13th November 2018 Blog

Involvement on the curriculum

Global mental health •
Lecture

A Research Fellow, Centre for Global Mental Health, London School of Hygiene and Tropical Medicine discusses what teaching the next generation about ‘involvement’ in mental health research really means.

Grace Ryan

Teaching the next generation of global mental health researchers what “involvement” really means

A few years ago, I was asked to mark an assessment for the Centre for Global Mental Health’s MSc programme that included a section on patient and public involvement. Most of the responses were disappointing, but one really stood out:

“Patients will be involved by participating in interviews for the qualitative component of this study.”

I was incredulous. How could we allow a master’s student to complete an entire module on global mental health assuming “involvement in research” meant “involvement as a subject of research”? This wasn’t a failure by the student; it was our failure as educators.

While you would be hard-pressed to find anyone working in global mental health who would say that involvement in research isn’t crucially important, relatively few can speak confidently about patient and public involvement or list more than a couple examples of best practice from the field.

In fact, a recent systematic review identified only one example of the involvement of people with lived experience of mental health problems in the conduct of research in a low- or middle-income country. It came from Brazil, a relatively progressive, upper-middle-income country, and people with lived experience weren’t even involved until after the data had already been collected.
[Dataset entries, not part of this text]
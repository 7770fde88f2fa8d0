use std::sync::Arc;

use actix_web::{web, HttpResponse, Responder};
use validator::Validate;

use crate::models::{
    ErrorResponse, HealthResponse, MatchCandidateRequest, MatchJobRequest, MatchRunResponse,
};
use crate::services::{MatchService, Storage};

/// Application state shared across all handlers
pub struct AppState<S: Storage> {
    pub service: Arc<MatchService<S>>,
}

impl<S: Storage> Clone for AppState<S> {
    fn clone(&self) -> Self {
        Self {
            service: self.service.clone(),
        }
    }
}

/// Configure all match-related routes
pub fn configure<S: Storage + 'static>(cfg: &mut web::ServiceConfig) {
    cfg.route("/health", web::get().to(health_check::<S>))
        .route("/matches/candidate", web::post().to(match_candidate::<S>))
        .route("/matches/job", web::post().to(match_job::<S>))
        .route("/matches/sweep", web::post().to(run_sweep::<S>));
}

/// Health check endpoint
async fn health_check<S: Storage + 'static>(state: web::Data<AppState<S>>) -> impl Responder {
    let storage_healthy = state.service.health_check().await.unwrap_or(false);

    let status = if storage_healthy { "healthy" } else { "degraded" };

    HttpResponse::Ok().json(HealthResponse {
        status: status.to_string(),
        version: env!("CARGO_PKG_VERSION").to_string(),
        timestamp: chrono::Utc::now(),
    })
}

/// Run the matching pass for one candidate and persist the results
///
/// POST /api/v1/matches/candidate
///
/// Request body:
/// ```json
/// {
///   "candidateId": 42
/// }
/// ```
async fn match_candidate<S: Storage + 'static>(
    state: web::Data<AppState<S>>,
    req: web::Json<MatchCandidateRequest>,
) -> impl Responder {
    if let Err(errors) = req.validate() {
        return HttpResponse::BadRequest().json(ErrorResponse {
            error: "Validation failed".to_string(),
            message: errors.to_string(),
            status_code: 400,
        });
    }

    tracing::info!("Running candidate matching for {}", req.candidate_id);

    let results = match state.service.match_candidate_to_jobs(req.candidate_id).await {
        Ok(results) => results,
        Err(e) => {
            tracing::error!("Matching failed for candidate {}: {}", req.candidate_id, e);
            return HttpResponse::InternalServerError().json(ErrorResponse {
                error: "Matching failed".to_string(),
                message: e.to_string(),
                status_code: 500,
            });
        }
    };

    match state.service.create_matches_from_results(&results).await {
        Ok(matches) => HttpResponse::Ok().json(MatchRunResponse {
            total_scored: results.len(),
            matches,
        }),
        Err(e) => {
            tracing::error!(
                "Failed to persist matches for candidate {}: {}",
                req.candidate_id,
                e
            );
            HttpResponse::InternalServerError().json(ErrorResponse {
                error: "Failed to persist matches".to_string(),
                message: e.to_string(),
                status_code: 500,
            })
        }
    }
}

/// Run the matching pass for one job and persist the results
///
/// POST /api/v1/matches/job
///
/// Request body:
/// ```json
/// {
///   "jobId": 7
/// }
/// ```
async fn match_job<S: Storage + 'static>(
    state: web::Data<AppState<S>>,
    req: web::Json<MatchJobRequest>,
) -> impl Responder {
    if let Err(errors) = req.validate() {
        return HttpResponse::BadRequest().json(ErrorResponse {
            error: "Validation failed".to_string(),
            message: errors.to_string(),
            status_code: 400,
        });
    }

    tracing::info!("Running job matching for {}", req.job_id);

    let results = match state.service.match_jobs_to_candidates(req.job_id).await {
        Ok(results) => results,
        Err(e) => {
            tracing::error!("Matching failed for job {}: {}", req.job_id, e);
            return HttpResponse::InternalServerError().json(ErrorResponse {
                error: "Matching failed".to_string(),
                message: e.to_string(),
                status_code: 500,
            });
        }
    };

    match state.service.create_matches_from_results(&results).await {
        Ok(matches) => HttpResponse::Ok().json(MatchRunResponse {
            total_scored: results.len(),
            matches,
        }),
        Err(e) => {
            tracing::error!("Failed to persist matches for job {}: {}", req.job_id, e);
            HttpResponse::InternalServerError().json(ErrorResponse {
                error: "Failed to persist matches".to_string(),
                message: e.to_string(),
                status_code: 500,
            })
        }
    }
}

/// Trigger the batch matching sweep over all candidates
///
/// POST /api/v1/matches/sweep
async fn run_sweep<S: Storage + 'static>(state: web::Data<AppState<S>>) -> impl Responder {
    match state.service.run_sweep().await {
        Ok(report) => HttpResponse::Ok().json(report),
        Err(e) => {
            tracing::error!("Matching sweep failed: {}", e);
            HttpResponse::InternalServerError().json(ErrorResponse {
                error: "Sweep failed".to_string(),
                message: e.to_string(),
                status_code: 500,
            })
        }
    }
}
Several researchers in the room were surprised to realise how much they were already doing to improve involvement in their research.

Meanwhile, the stakes are getting higher. In May this year, BMJ Open started following the example of The BMJ, making Patient and Public Involvement statements a requirement of all submissions of original research.

Most of the big funders in global mental health require the same for their grant applications. And several of the key critiques of last month’s Global Ministerial Mental Health Summit in London centred on issues related to the involvement of people with lived experience, including in research.

In September, we were lucky enough to have Rose Thompson and Johanna Frerichs from the McPin Foundation lead a special seminar on the involvement of people with lived experience for the Centre for Global Mental Health at London School of Hygiene and Tropical Medicine.

Rose and Johanna led us through several exercises reflecting on power dynamics in research and strategies to help level the playing field between experts by professional experience and experts by lived experience.

Rose and Johanna’s presentation, which described several common strategies and then mapped them against a continuum of involvement – from consultations and lived experience advisory panels through to co-production and peer research – was a revelation.

Several researchers in the room were surprised to realise how much they were already doing to improve involvement in their research. They just hadn’t learned the vocabulary to describe what they were doing or to voice ambitions about what they wanted to do next.

An important first step is to ensure that involvement is no longer forgotten from curricula so that the next generation of leaders in global mental health will be better equipped than the last.

For others, the session offered a safe space to speak frankly about shortcomings as well as challenges encountered in the involvement of people with lived experience in their research.

The conversations that Rose and Johanna helped us to start at the Centre for Global Mental Health have by no means finished, but I do believe we are better prepared to tackle this issue in future.

This will require changing the status quo not just in terms of our own research as individuals or as a Centre, but also in the field more broadly. An important first step is to ensure that involvement is no longer forgotten from curricula so that the next generation of leaders in global mental health will be better equipped than the last.

The McPin Foundation has kindly agreed to help kick-start this process by teaching on our Global Mental Health MSc, but it will be up to us to practice what we preach and set the right example for our students. It’s time to make “nothing about us without us” a reality.


Grace Ryan is a Research Fellow at the Centre for Global Mental Health, London School of Hygiene and Tropical Medicine.